Таким образом, в литературоведении наметились две опасные крайности при оценке культурных явлений послесталинской эпохи. Если советские историки литературы вообще не замечают специфики хрущевской оттепели, изображая развитие нашей литературы как единый и гармоничный процесс от Фадеева и Эренбурга до Белова и Приставкина, то эмигрантские филологи порою склонны вообще отказывать кому бы то ни было из официальных советских поэтов и прозаиков — Евтушенко, Вознесенскому, Абрамову или Трифонову — в крупице творческого дарования, рисуя их исключительно — лицемерами, конформистами и трубадурами режима, то есть, в конечном счете, как это ни парадоксально, совпадая до некоторой степени во взглядах с казенным советским литературоведением.

В книге Альтшуллера и Дрыжаковой «Путь отречения» сосуществуют две тенденции — публицистическая и академическая, есть в ней нравственная притязательность, с одной стороны, и, с другой стороны — сдержанный научный анализ богатого фактического материала. Должен сказать, что академизм при этом довольно явно преобладает над публицистикой, и этому, принимая во внимание все сказанное выше, можно только радоваться, ведь недостатка в самой острой публицистике эмигрантское литературоведение не испытывает.
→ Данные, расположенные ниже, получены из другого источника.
/// Remove every secret wrapper and clear the secret flag on outputs.
pub fn remove_secrets(value: &PropertyValue) -> PropertyValue {
    transform(value, &|v| match v {
        PropertyValue::Secret(e) => *e,
        PropertyValue::Output(o) => PropertyValue::Output(Output { secret: false, ..o }),
        other => other,
    })
}

/// Remove secrets and collapse outputs: known outputs become their element,
/// unknown outputs become a computed string.
pub fn remove_secrets_and_outputs(value: &PropertyValue) -> PropertyValue {
    transform(value, &|v| match v {
        PropertyValue::Secret(e) => *e,
        PropertyValue::Output(o) if o.known => *o.element,
        PropertyValue::Output(_) => PropertyValue::unknown(),
        other => other,
    })
}

/// Apply [`remove_secrets`] to every entry of a map.
pub fn remove_secrets_from_map(map: &PropertyMap) -> PropertyMap {
    map.iter()
        .map(|(k, v)| (k.clone(), remove_secrets(v)))
        .collect()
}

// =========================================================================
// JSON
// =========================================================================

/// Convert a property value to its JSON wire form, using signature keys for
/// secrets, assets and archives and the unknown sentinel for computed values.
pub fn to_json(value: &PropertyValue) -> Value {
    match value {
        PropertyValue::Null => Value::Null,
        PropertyValue::Bool(b) => Value::Bool(*b),
        PropertyValue::Number(n) => number_to_json(*n),
        PropertyValue::String(s) => Value::String(s.clone()),
        PropertyValue::Array(a) => Value::Array(a.iter().map(to_json).collect()),
        PropertyValue::Object(m) => {
            Value::Object(m.iter().map(|(k, v)| (k.clone(), to_json(v))).collect())
        },
        PropertyValue::Computed(_) => Value::String(UNKNOWN_STRING.to_string()),
        PropertyValue::Secret(e) => {
            let mut obj = Map::new();
            obj.insert(SIG_KEY.to_string(), Value::String(SECRET_SIG.to_string()));
            obj.insert("value".to_string(), to_json(e));
            Value::Object(obj)
        },
        PropertyValue::Output(o) => {
            let mut obj = Map::new();
            obj.insert(SIG_KEY.to_string(), Value::String(OUTPUT_SIG.to_string()));
            if o.known {
                obj.insert("value".to_string(), to_json(&o.element));
            }
            if o.secret {
                obj.insert("secret".to_string(), Value::Bool(true));
            }
            if !o.dependencies.is_empty() {
                obj.insert(
                    "dependencies".to_string(),
                    Value::Array(o.dependencies.iter().cloned().map(Value::String).collect()),
                );
            }
            Value::Object(obj)
        },
        PropertyValue::Asset(a) => {
            let mut obj = Map::new();
            obj.insert(SIG_KEY.to_string(), Value::String(ASSET_SIG.to_string()));
            if !a.hash.is_empty() {
                obj.insert("hash".to_string(), Value::String(a.hash.clone()));
            }
            for (key, field) in [("text", &a.text), ("path", &a.path), ("uri", &a.uri)] {
                if let Some(v) = field {
                    obj.insert(key.to_string(), Value::String(v.clone()));
                }
            }
            Value::Object(obj)
        },
        PropertyValue::Archive(a) => {
            let mut obj = Map::new();
            obj.insert(SIG_KEY.to_string(), Value::String(ARCHIVE_SIG.to_string()));
            if !a.hash.is_empty() {
                obj.insert("hash".to_string(), Value::String(a.hash.clone()));
            }
            if let Some(assets) = &a.assets {
                obj.insert(
                    "assets".to_string(),
                    Value::Object(assets.iter().map(|(k, v)| (k.clone(), to_json(v))).collect()),
                );
            }
            for (key, field) in [("path", &a.path), ("uri", &a.uri)] {
                if let Some(v) = field {
                    obj.insert(key.to_string(), Value::String(v.clone()));
                }
            }
            Value::Object(obj)
        },
    }
}
//! Adapter for legacy SDK (v1) providers.
//!
//! The legacy SDK keeps state as flatmap attributes and cannot represent a
//! wholly unknown list or set: unknown collections are sent as collections
//! of unknowns instead.

use super::{Elem, Resource, ResourceLike, ResourceMap, Schema, SchemaLike, SchemaMap, ValueType};
use crate::diff::instance;
use crate::error::Result;
use crate::sdk::{SdkElem, SdkProvider, SdkResource, SdkSchema};
use crate::types::{InstanceDiff, InstanceState, ResourceConfig};
use serde_json::Value;
use std::collections::BTreeMap;
use std::sync::Arc;

/// A v1 attribute or block.
#[derive(Debug, Clone)]
pub struct V1Schema {
    tf: Arc<SdkSchema>,
}

impl V1Schema {
    /// Wrap a declaration.
    pub fn new(tf: SdkSchema) -> Self {
        Self { tf: Arc::new(tf) }
    }

    pub(crate) fn from_arc(tf: Arc<SdkSchema>) -> Self {
        Self { tf }
    }
}

impl SchemaLike for V1Schema {
    fn value_type(&self) -> ValueType {
        self.tf.value_type
    }

    fn optional(&self) -> bool {
        self.tf.optional
    }

    fn required(&self) -> bool {
        self.tf.required
    }

    fn computed(&self) -> bool {
        self.tf.computed
    }

    fn force_new(&self) -> bool {
        self.tf.force_new
    }

    fn sensitive(&self) -> bool {
        self.tf.sensitive
    }

    fn elem(&self) -> Elem {
        match &self.tf.elem {
            // No single-nested blocks in the legacy SDK either.
            SdkElem::Resource(_) if self.tf.value_type == ValueType::Map => {
                Elem::Schema(Box::new(Schema::V1(V1Schema::new(SdkSchema::string()))))
            },
            SdkElem::Resource(r) => Elem::Resource(Resource::V1(V1Resource::from_arc(r.clone()))),
            SdkElem::Schema(s) => Elem::Schema(Box::new(Schema::V1(V1Schema::from_arc(s.clone())))),
            SdkElem::None => Elem::None,
        }
    }

    fn max_items(&self) -> usize {
        self.tf.max_items
    }

    fn min_items(&self) -> usize {
        self.tf.min_items
    }

    fn default_value(&self) -> Option<Value> {
        self.tf.default.clone()
    }

    fn description(&self) -> &str {
        &self.tf.description
    }

    fn deprecated(&self) -> &str {
        &self.tf.deprecated
    }

    fn conflicts_with(&self) -> &[String] {
        &self.tf.conflicts_with
    }

    fn custom_set_hash(&self, value: &Value) -> Option<u32> {
        self.tf.set_hash.map(|f| f(value))
    }

}

/// A v1 resource, data source or nested block.
#[derive(Debug, Clone)]
pub struct V1Resource {
    tf: Arc<SdkResource>,
}

impl V1Resource {
    /// Wrap a declaration.
    pub fn new(tf: SdkResource) -> Self {
        Self { tf: Arc::new(tf) }
    }

    pub(crate) fn from_arc(tf: Arc<SdkResource>) -> Self {
        Self { tf }
    }
}

impl ResourceLike for V1Resource {
    fn schema(&self) -> SchemaMap {
        v1_schema_map(&self.tf.schema)
    }

    fn schema_version(&self) -> u64 {
        self.tf.schema_version
    }

    fn deprecation_message(&self) -> &str {
        &self.tf.deprecation_message
    }

    fn importable(&self) -> bool {
        self.tf.importable
    }

    fn diff(&self, state: Option<&InstanceState>, config: &ResourceConfig) -> Result<InstanceDiff> {
        instance::diff_instance(&self.schema(), state, config)
    }

    fn apply(&self, state: Option<&InstanceState>, diff: &InstanceDiff) -> Result<InstanceState> {
        instance::apply_diff(&self.schema(), state, diff)
    }

    fn refresh(&self, state: &InstanceState) -> Result<InstanceState> {
        match self.tf.read {
            Some(read) => read(state),
            None => Ok(state.clone()),
        }
    }
}

/// A v1 provider.
#[derive(Debug, Clone)]
pub struct V1Provider {
    tf: Arc<SdkProvider>,
}

impl V1Provider {
    /// Wrap a declaration.
    pub fn new(tf: SdkProvider) -> Self {
        Self { tf: Arc::new(tf) }
    }

    /// Provider configuration schema.
    pub fn schema(&self) -> SchemaMap {
        v1_schema_map(&self.tf.schema)
    }

    /// Managed resources.
    pub fn resources_map(&self) -> ResourceMap {
        v1_resource_map(&self.tf.resources)
    }

    /// Data sources.
    pub fn data_sources_map(&self) -> ResourceMap {
        v1_resource_map(&self.tf.data_sources)
    }
}

/// Wrap a declaration map as v1 schemas.
pub fn v1_schema_map(fields: &BTreeMap<String, Arc<SdkSchema>>) -> SchemaMap {
    fields
        .iter()
        .map(|(k, s)| (k.clone(), Schema::V1(V1Schema::from_arc(s.clone()))))
        .collect()
}

fn v1_resource_map(resources: &BTreeMap<String, Arc<SdkResource>>) -> ResourceMap {
    resources
        .iter()
        .map(|(k, r)| (k.clone(), Resource::V1(V1Resource::from_arc(r.clone()))))
        .collect()
}
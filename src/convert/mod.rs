//! Conversion between property values and typed provider values.
//!
//! Conversions are type-driven: a [`WireValue`] must carry its [`WireType`],
//! so encoders and decoders are derived ahead of time from the wire type of a
//! resource plus its schema and overlays (see [`context`]). Schema metadata
//! decides the finer points the wire type cannot express: property names,
//! `MaxItems = 1` flattening and secrets.
//!
//! ```
//! use hemmer_tf_bridge::convert::{decode_property_map, encode_property_map, ObjectSchema};
//! use hemmer_tf_bridge::convert::{new_object_decoder, new_object_encoder, ConvertOptions};
//! use hemmer_tf_bridge::sdk::{SdkResource, SdkSchema};
//! use hemmer_tf_bridge::shim::sdkv2::V2Resource;
//! use hemmer_tf_bridge::shim::ResourceLike;
//! use hemmer_tf_bridge::value::{PropertyMap, PropertyValue};
//!
//! let resource = V2Resource::new(
//!     SdkResource::new().with_field("bucket_name", SdkSchema::string().required()),
//! );
//! let schema = ObjectSchema::new(resource.schema());
//! let options = ConvertOptions::default();
//!
//! let encoder = new_object_encoder(&schema, &options).unwrap();
//! let decoder = new_object_decoder(&schema, &options).unwrap();
//!
//! let inputs = PropertyMap::from([("bucketName".to_string(), PropertyValue::string("logs"))]);
//! let wire = encode_property_map(&encoder, &inputs).unwrap();
//! assert_eq!(decode_property_map(&decoder, &wire).unwrap(), inputs);
//! ```

pub mod context;
pub mod named;

mod collection;
mod dynamic;
mod flattened;
mod object;
mod scalar;
mod secret;

pub use collection::{ListDecoder, ListEncoder, MapDecoder, MapEncoder, TupleDecoder, TupleEncoder};
pub use context::{
    decode_property_map, encode_property_map, infer_object_type, new_object_decoder, new_object_encoder,
    schema_wire_type, ConvertOptions, Encoding, ObjectSchema,
};
pub use dynamic::{DynamicDecoder, DynamicEncoder};
pub use flattened::{FlattenedDecoder, FlattenedEncoder};
pub use named::{PackageEncoding, RenamedProperties};
pub use object::{ObjectDecoder, ObjectEncoder};
pub use scalar::{BoolDecoder, BoolEncoder, NumberDecoder, NumberEncoder, StringDecoder, StringEncoder};
pub use secret::{SecretDecoder, SecretEncoder};

use crate::error::Result;
use crate::value::{PropertyMap, PropertyValue};
use crate::wire::{WireState, WireType, WireValue};
use std::fmt;

/// Converts property values into wire values of one type.
pub trait Encoder: fmt::Debug {
    /// The wire type every encoded value has.
    fn wire_type(&self) -> WireType;

    /// Encode a value that is known, not null, and has had its secret and
    /// output wrappers removed.
    fn encode_known(&self, value: &PropertyValue) -> Result<WireValue>;

    /// The encoding of `Null`.
    fn encode_null(&self) -> Result<WireValue> {
        Ok(WireValue::null(self.wire_type()))
    }

    /// The encoding of a computed value.
    fn encode_unknown(&self) -> Result<WireValue> {
        Ok(WireValue::unknown(self.wire_type()))
    }

    /// Encode any property value.
    ///
    /// Secrets and known outputs are unwrapped, computed values and unknown
    /// outputs become wire unknowns and `Null` becomes a typed null.
    fn from_property_value(&self, value: &PropertyValue) -> Result<WireValue> {
        match value {
            PropertyValue::Secret(inner) => self.from_property_value(inner),
            PropertyValue::Output(output) if output.known => self.from_property_value(&output.element),
            PropertyValue::Output(_) | PropertyValue::Computed(_) => self.encode_unknown(),
            PropertyValue::Null => self.encode_null(),
            known => self.encode_known(known),
        }
    }
}

/// Converts wire values back into property values.
pub trait Decoder: fmt::Debug {
    /// Decode a known, non-null wire value.
    fn decode_known(&self, value: &WireValue) -> Result<PropertyValue>;

    /// The property value an unknown of type `ty` decodes to.
    fn unknown_value(&self, ty: &WireType) -> PropertyValue {
        PropertyValue::make_computed(zero_value(ty))
    }

    /// Decode any wire value.
    ///
    /// Unknowns decode to a computed value shaped like the type and nulls
    /// decode to `Null`.
    fn to_property_value(&self, value: &WireValue) -> Result<PropertyValue> {
        match value.state() {
            WireState::Unknown => Ok(self.unknown_value(value.ty())),
            WireState::Null => Ok(PropertyValue::Null),
            WireState::Known(_) => self.decode_known(value),
        }
    }
}

/// The zero-shaped property value of a wire type.
pub fn zero_value(ty: &WireType) -> PropertyValue {
    match ty {
        WireType::Bool => PropertyValue::Bool(false),
        WireType::Number => PropertyValue::Number(0.0),
        WireType::String | WireType::Dynamic => PropertyValue::String(String::new()),
        WireType::List(_) | WireType::Set(_) | WireType::Tuple(_) => PropertyValue::Array(Vec::new()),
        WireType::Map(_) | WireType::Object(_) => PropertyValue::Object(PropertyMap::new()),
    }
}

/// A short description of a wire value for error messages.
pub(crate) fn describe(value: &WireValue) -> String {
    match value.state() {
        WireState::Known(_) => value.ty().to_string(),
        WireState::Unknown => format!("unknown {}", value.ty()),
        WireState::Null => format!("null {}", value.ty()),
    }
}
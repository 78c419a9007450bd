//! Plugin Framework schema declarations.
//!
//! Framework providers describe a resource as a root [`Block`] of attributes
//! and nested blocks, and an attribute may itself carry nested attributes.
//! These declarations back the framework adapter in
//! [`shim::framework`](crate::shim::framework) and imply the [`WireType`] of
//! every resource value.

use crate::wire::WireType;
use serde::{Deserialize, Serialize};
use std::collections::BTreeMap;

/// The declared type of a framework attribute.
#[derive(Debug, Clone, PartialEq, Eq, Serialize, Deserialize)]
#[serde(rename_all = "snake_case")]
pub enum AttributeType {
    /// `types.String`.
    String,
    /// `types.Int64`.
    Int64,
    /// `types.Float64`.
    Float64,
    /// `types.Bool`.
    Bool,
    /// Ordered elements of one type.
    List(Box<AttributeType>),
    /// Unordered unique elements of one type.
    Set(Box<AttributeType>),
    /// String keys to elements of one type.
    Map(Box<AttributeType>),
    /// Fixed attribute names, each with its own type.
    Object(BTreeMap<String, AttributeType>),
    /// Any type, decided per value.
    Dynamic,
}

impl AttributeType {
    /// `List(element_type)`.
    pub fn list(element_type: AttributeType) -> Self {
        Self::List(Box::new(element_type))
    }

    /// `Set(element_type)`.
    pub fn set(element_type: AttributeType) -> Self {
        Self::Set(Box::new(element_type))
    }

    /// `Map(element_type)`.
    pub fn map(element_type: AttributeType) -> Self {
        Self::Map(Box::new(element_type))
    }

    /// `Object(attributes)`.
    pub fn object<K: Into<String>>(attributes: impl IntoIterator<Item = (K, AttributeType)>) -> Self {
        Self::Object(attributes.into_iter().map(|(k, t)| (k.into(), t)).collect())
    }

    /// The wire type values of this attribute type travel as.
    pub fn wire_type(&self) -> WireType {
        match self {
            Self::String => WireType::String,
            Self::Int64 | Self::Float64 => WireType::Number,
            Self::Bool => WireType::Bool,
            Self::List(e) => WireType::list(e.wire_type()),
            Self::Set(e) => WireType::set(e.wire_type()),
            Self::Map(e) => WireType::map(e.wire_type()),
            Self::Object(attrs) => WireType::Object(
                attrs
                    .iter()
                    .map(|(k, t)| (k.clone(), t.wire_type()))
                    .collect(),
            ),
            Self::Dynamic => WireType::Dynamic,
        }
    }
}

/// Configurability of an attribute.
#[derive(Debug, Clone, Copy, PartialEq, Eq, Serialize, Deserialize, Default)]
pub struct AttributeFlags {
    /// Must be set in configuration.
    pub required: bool,
    /// May be set in configuration.
    pub optional: bool,
    /// Filled in by the provider when not configured.
    pub computed: bool,
    /// Values are secrets.
    pub sensitive: bool,
}

impl AttributeFlags {
    /// Required only.
    pub fn required() -> Self {
        Self {
            required: true,
            ..Default::default()
        }
    }

    /// Optional only.
    pub fn optional() -> Self {
        Self {
            optional: true,
            ..Default::default()
        }
    }

    /// Computed only.
    pub fn computed() -> Self {
        Self {
            computed: true,
            ..Default::default()
        }
    }

    /// Optional and computed.
    pub fn optional_computed() -> Self {
        Self {
            optional: true,
            computed: true,
            ..Default::default()
        }
    }

    /// Add the sensitive flag.
    pub fn sensitive(mut self) -> Self {
        self.sensitive = true;
        self
    }
}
Характерно в своей многозначности само название книги Альтшуллера и Дрыжаковой — «Путь отречения». В нем заложена идея отречения от фальшивых ценностей сталинской эпохи, и в то же время слышится горькая нота, связанная с последующей частичной капитуляцией целого ряда писателей под воздействием наступивших вскоре идеологических заморозков…

Марк Альтшуллер и Елена Дрыжакова — муж и жена, бывшие ленинградцы, эмигрировавшие на Запад в 78-м году. Альтшуллер был в Советском Союзе специалистом по русской поэзии допушкинской эпохи, Дрыжакова занималась творчеством Герцена, оба напечатали в советских научных изданиях множество статей, после эмиграции преподавали в нескольких американских университетах, печатаясь как по-русски, так и по-английски.

В книге Альтшуллера и Дрыжаковой семь разделов, каждый из них ограничен хронологическими рамками и соответствует определенному этапу в общем процессе культурного ренессанса.

Первый раздел, «Оттепель», содержит анализ первых ростков свободомыслия в произведениях поэтов Твардовского, Слуцкого, Ольги Берггольц и прозаиков — Эренбурга, Дудинцева, Гранина.

Второй раздел, «Выжидательное пятилетие» (1957–1961), посвящен в основном Борису Пастернаку и его Нобелевской эпопее.

В третьем разделе, «На гребне хрущевского либерализма», содержатся короткие монографические исследования творчества Евтушенко, Вознесенского, Ахмадулиной, Окуджавы и других известных поэтов, триумфально заявивших о себе в эпоху послесталинской либерализации.

Четвертый раздел целиком отведен Солженицыну, причем речь идет именно о Солженицыне-художнике, в то время как за последние годы Солженицын стал объектом анализа почти исключительно как публицист, историк и общественный деятель, что несколько искажает представление об этом писателе.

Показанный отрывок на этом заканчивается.